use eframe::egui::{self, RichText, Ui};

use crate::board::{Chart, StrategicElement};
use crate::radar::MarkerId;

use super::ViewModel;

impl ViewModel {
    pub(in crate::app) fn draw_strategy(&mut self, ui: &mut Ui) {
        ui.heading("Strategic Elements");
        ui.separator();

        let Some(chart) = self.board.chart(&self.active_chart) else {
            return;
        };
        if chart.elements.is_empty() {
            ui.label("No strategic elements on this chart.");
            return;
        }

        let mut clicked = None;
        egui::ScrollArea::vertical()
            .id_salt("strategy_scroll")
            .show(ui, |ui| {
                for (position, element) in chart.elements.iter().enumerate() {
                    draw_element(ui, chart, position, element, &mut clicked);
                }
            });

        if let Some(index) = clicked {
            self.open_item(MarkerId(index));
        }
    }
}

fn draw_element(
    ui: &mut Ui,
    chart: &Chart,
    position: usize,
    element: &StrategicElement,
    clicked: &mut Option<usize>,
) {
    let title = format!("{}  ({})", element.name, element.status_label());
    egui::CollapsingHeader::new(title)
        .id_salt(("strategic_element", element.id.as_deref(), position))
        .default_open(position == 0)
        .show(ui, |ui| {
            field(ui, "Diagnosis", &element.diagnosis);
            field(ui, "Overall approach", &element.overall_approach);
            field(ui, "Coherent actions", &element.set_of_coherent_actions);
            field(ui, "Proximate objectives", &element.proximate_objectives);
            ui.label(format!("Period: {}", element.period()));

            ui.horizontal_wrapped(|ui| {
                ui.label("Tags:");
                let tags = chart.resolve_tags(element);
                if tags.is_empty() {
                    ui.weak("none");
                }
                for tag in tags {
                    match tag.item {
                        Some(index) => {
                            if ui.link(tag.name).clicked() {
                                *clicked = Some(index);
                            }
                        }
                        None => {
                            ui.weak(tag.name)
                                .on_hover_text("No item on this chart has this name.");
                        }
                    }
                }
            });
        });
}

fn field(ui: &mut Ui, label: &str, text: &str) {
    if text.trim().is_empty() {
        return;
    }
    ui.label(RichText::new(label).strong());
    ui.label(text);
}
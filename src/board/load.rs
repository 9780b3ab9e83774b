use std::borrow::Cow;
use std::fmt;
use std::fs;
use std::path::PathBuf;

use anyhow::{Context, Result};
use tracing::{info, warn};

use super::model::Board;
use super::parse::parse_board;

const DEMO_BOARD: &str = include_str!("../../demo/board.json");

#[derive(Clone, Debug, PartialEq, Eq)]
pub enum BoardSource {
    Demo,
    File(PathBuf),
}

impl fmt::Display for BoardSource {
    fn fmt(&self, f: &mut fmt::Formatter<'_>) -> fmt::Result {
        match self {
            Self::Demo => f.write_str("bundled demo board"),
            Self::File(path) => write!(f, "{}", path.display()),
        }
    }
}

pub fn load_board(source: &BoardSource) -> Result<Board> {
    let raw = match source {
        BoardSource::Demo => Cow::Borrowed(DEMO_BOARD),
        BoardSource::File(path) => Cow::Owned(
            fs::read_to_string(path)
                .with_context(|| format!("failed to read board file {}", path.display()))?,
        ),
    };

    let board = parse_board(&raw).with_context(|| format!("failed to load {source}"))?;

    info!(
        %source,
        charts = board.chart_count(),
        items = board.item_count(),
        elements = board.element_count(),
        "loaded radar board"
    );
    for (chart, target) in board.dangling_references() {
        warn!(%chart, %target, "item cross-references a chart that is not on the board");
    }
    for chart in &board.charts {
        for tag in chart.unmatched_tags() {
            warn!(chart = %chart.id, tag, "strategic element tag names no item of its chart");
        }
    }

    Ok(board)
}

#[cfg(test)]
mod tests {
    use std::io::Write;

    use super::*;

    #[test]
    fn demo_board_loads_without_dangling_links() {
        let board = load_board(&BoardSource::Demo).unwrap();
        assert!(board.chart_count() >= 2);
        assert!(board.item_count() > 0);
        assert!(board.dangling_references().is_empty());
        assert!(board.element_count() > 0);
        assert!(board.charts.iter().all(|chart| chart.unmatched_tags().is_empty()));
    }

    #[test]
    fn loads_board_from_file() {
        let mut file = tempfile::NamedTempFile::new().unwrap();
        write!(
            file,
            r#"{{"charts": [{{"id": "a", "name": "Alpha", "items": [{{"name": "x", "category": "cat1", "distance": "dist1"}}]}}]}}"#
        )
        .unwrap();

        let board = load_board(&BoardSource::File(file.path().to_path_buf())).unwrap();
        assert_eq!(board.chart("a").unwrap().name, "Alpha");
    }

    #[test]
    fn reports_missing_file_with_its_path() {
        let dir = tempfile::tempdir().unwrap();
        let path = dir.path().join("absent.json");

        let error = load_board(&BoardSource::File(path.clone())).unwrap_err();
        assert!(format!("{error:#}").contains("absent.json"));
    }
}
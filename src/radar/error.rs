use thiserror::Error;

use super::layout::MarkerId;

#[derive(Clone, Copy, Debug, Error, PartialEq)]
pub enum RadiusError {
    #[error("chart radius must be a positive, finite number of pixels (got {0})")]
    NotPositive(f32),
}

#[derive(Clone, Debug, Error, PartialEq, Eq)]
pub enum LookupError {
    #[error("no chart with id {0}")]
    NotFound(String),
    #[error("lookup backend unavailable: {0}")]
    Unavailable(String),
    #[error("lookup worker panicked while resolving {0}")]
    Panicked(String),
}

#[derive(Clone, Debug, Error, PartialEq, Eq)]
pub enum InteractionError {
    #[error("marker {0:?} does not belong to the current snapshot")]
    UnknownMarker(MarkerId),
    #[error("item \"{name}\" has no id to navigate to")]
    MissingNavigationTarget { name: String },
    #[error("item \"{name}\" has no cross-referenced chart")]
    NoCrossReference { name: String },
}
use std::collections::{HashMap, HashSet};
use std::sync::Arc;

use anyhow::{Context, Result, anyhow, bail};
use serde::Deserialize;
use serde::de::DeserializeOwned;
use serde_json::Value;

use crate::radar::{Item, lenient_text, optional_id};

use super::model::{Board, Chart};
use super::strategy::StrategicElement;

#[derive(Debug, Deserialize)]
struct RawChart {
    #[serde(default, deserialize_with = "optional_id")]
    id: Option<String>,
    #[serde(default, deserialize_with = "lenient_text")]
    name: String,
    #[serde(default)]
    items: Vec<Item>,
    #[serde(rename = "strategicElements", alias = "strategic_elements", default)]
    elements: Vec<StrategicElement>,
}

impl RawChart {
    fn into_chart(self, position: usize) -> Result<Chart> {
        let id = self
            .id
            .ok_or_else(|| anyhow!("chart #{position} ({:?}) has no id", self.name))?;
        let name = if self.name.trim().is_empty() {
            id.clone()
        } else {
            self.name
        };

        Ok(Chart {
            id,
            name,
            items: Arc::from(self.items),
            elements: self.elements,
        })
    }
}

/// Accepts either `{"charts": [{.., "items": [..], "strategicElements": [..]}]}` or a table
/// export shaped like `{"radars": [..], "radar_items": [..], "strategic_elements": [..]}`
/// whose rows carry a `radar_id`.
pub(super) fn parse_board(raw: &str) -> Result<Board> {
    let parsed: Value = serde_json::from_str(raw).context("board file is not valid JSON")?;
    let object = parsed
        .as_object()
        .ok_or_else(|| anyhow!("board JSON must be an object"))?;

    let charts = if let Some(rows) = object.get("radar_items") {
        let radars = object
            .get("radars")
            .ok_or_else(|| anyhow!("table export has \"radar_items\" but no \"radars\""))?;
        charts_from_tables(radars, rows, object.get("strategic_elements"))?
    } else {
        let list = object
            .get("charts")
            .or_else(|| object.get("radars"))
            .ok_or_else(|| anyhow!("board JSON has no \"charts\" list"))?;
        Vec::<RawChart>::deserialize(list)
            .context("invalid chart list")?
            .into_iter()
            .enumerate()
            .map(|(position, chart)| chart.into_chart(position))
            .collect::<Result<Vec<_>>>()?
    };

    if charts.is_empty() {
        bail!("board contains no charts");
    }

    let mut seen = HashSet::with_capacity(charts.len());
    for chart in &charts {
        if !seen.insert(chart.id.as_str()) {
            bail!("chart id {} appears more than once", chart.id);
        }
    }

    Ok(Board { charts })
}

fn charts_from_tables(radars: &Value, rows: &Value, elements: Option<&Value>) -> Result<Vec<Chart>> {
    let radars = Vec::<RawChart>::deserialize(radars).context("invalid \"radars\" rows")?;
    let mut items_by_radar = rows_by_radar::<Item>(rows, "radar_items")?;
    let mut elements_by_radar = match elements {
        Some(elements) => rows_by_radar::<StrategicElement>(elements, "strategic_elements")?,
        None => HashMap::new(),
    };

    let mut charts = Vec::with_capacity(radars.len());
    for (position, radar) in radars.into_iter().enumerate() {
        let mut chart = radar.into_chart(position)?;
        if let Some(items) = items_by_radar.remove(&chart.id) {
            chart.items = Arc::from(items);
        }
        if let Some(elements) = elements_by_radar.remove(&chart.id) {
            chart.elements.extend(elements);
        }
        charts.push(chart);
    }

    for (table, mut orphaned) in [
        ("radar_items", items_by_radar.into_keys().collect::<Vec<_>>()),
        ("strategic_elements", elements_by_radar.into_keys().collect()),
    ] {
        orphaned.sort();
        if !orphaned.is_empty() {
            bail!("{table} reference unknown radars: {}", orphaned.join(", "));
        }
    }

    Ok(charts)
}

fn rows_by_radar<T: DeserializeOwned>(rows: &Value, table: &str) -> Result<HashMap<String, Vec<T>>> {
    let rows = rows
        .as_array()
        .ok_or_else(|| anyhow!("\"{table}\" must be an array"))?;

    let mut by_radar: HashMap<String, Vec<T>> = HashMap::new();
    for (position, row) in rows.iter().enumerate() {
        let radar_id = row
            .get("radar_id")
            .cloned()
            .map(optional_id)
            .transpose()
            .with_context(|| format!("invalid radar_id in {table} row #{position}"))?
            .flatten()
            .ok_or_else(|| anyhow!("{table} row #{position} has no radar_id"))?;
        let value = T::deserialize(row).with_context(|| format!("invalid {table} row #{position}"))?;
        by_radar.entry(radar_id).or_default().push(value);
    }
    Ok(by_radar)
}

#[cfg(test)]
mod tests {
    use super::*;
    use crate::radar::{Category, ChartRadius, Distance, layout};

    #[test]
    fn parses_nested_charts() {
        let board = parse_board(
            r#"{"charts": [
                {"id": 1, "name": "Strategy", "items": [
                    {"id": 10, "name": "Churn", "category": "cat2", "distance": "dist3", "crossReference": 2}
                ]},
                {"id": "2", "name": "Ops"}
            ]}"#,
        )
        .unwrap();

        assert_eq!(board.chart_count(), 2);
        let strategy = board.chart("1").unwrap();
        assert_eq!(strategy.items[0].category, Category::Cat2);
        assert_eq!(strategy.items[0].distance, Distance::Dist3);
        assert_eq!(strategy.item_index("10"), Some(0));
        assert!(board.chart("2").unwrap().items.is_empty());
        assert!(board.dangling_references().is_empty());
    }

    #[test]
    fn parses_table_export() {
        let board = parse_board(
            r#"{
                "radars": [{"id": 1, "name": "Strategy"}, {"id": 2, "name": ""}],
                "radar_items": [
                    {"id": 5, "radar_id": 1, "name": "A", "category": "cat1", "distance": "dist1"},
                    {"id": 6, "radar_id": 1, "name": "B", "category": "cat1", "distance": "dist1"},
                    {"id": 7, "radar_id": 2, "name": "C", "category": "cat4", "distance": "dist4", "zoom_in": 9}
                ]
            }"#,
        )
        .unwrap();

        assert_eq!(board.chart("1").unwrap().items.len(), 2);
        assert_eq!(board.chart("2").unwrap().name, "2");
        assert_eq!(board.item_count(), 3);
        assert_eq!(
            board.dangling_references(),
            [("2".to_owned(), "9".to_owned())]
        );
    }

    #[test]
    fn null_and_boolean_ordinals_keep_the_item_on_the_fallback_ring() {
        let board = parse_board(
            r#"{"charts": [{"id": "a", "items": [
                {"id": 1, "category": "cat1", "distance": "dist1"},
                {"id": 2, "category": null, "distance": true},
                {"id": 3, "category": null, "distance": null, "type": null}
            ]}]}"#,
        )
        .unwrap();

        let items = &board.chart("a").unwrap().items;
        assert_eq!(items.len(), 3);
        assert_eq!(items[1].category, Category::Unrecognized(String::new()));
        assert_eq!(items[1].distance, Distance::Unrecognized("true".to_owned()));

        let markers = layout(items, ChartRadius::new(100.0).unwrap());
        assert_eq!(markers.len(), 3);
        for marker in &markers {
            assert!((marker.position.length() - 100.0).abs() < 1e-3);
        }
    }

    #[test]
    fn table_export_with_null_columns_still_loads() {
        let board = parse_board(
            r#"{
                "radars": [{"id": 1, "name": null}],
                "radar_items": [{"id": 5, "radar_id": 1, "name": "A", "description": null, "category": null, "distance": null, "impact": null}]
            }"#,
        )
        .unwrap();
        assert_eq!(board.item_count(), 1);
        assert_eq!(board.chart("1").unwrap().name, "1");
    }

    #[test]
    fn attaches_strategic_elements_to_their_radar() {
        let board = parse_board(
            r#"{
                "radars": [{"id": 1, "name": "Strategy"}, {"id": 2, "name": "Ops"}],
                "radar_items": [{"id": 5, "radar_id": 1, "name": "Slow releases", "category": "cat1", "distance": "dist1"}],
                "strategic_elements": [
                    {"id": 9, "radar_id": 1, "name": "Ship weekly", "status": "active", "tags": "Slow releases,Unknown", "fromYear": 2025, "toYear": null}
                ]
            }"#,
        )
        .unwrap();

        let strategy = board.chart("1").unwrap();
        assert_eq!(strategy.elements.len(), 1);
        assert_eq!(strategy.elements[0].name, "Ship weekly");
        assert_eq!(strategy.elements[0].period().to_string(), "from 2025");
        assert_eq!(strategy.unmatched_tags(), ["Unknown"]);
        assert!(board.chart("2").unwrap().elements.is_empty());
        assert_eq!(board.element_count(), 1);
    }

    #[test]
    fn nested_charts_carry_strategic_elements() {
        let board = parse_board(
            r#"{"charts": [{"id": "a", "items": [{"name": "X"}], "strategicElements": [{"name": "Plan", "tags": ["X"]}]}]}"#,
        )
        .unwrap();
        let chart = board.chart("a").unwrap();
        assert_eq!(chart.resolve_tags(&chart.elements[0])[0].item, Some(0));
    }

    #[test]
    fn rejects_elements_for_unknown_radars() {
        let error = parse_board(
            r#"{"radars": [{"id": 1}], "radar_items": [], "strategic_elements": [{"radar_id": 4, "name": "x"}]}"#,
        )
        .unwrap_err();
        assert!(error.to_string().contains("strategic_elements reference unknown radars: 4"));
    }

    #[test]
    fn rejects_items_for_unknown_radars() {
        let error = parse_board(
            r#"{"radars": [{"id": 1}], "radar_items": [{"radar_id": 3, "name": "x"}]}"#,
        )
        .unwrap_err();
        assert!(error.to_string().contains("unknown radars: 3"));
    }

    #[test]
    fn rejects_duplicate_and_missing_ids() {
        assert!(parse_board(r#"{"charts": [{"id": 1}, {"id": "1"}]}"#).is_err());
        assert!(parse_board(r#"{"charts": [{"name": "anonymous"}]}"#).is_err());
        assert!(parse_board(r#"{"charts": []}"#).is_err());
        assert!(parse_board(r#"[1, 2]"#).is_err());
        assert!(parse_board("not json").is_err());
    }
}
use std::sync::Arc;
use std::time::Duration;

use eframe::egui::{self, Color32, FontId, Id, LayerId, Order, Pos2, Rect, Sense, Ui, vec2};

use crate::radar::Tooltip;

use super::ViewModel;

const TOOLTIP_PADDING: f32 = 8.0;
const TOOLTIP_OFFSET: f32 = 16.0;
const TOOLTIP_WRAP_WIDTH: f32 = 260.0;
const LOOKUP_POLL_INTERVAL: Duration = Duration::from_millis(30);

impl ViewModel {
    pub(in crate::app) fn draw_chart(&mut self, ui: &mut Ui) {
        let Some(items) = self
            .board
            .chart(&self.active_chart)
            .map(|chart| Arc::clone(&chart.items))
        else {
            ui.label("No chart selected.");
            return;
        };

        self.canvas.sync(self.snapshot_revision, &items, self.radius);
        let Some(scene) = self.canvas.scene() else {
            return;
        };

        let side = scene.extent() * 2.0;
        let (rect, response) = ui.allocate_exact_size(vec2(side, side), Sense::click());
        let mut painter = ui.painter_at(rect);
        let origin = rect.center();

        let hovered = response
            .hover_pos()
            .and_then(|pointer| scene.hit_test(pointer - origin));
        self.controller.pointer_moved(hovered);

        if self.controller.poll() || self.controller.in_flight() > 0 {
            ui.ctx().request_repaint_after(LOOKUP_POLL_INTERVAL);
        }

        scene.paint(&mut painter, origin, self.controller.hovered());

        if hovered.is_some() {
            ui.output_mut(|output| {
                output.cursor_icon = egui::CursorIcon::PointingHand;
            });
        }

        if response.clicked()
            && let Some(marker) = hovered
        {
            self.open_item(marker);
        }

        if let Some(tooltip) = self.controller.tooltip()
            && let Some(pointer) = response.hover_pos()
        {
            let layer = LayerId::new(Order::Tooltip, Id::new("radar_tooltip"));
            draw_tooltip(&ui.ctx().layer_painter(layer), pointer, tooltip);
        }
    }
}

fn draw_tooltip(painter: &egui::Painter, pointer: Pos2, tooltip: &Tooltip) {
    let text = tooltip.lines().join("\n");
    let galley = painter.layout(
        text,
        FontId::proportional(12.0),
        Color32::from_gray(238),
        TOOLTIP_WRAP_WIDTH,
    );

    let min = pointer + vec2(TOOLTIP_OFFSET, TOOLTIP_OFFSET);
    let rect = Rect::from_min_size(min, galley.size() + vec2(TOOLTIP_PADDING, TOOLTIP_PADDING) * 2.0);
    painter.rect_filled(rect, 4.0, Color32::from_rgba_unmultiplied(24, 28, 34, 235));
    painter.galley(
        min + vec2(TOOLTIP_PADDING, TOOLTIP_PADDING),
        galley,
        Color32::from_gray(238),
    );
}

Task prompt: Throughout the records above, find the lines in which the word "DeserializeOwned" appears and return them.

Task response:
use serde::de::DeserializeOwned;
fn rows_by_radar<T: DeserializeOwned>(rows: &Value, table: &str) -> Result<HashMap<String, Vec<T>>> {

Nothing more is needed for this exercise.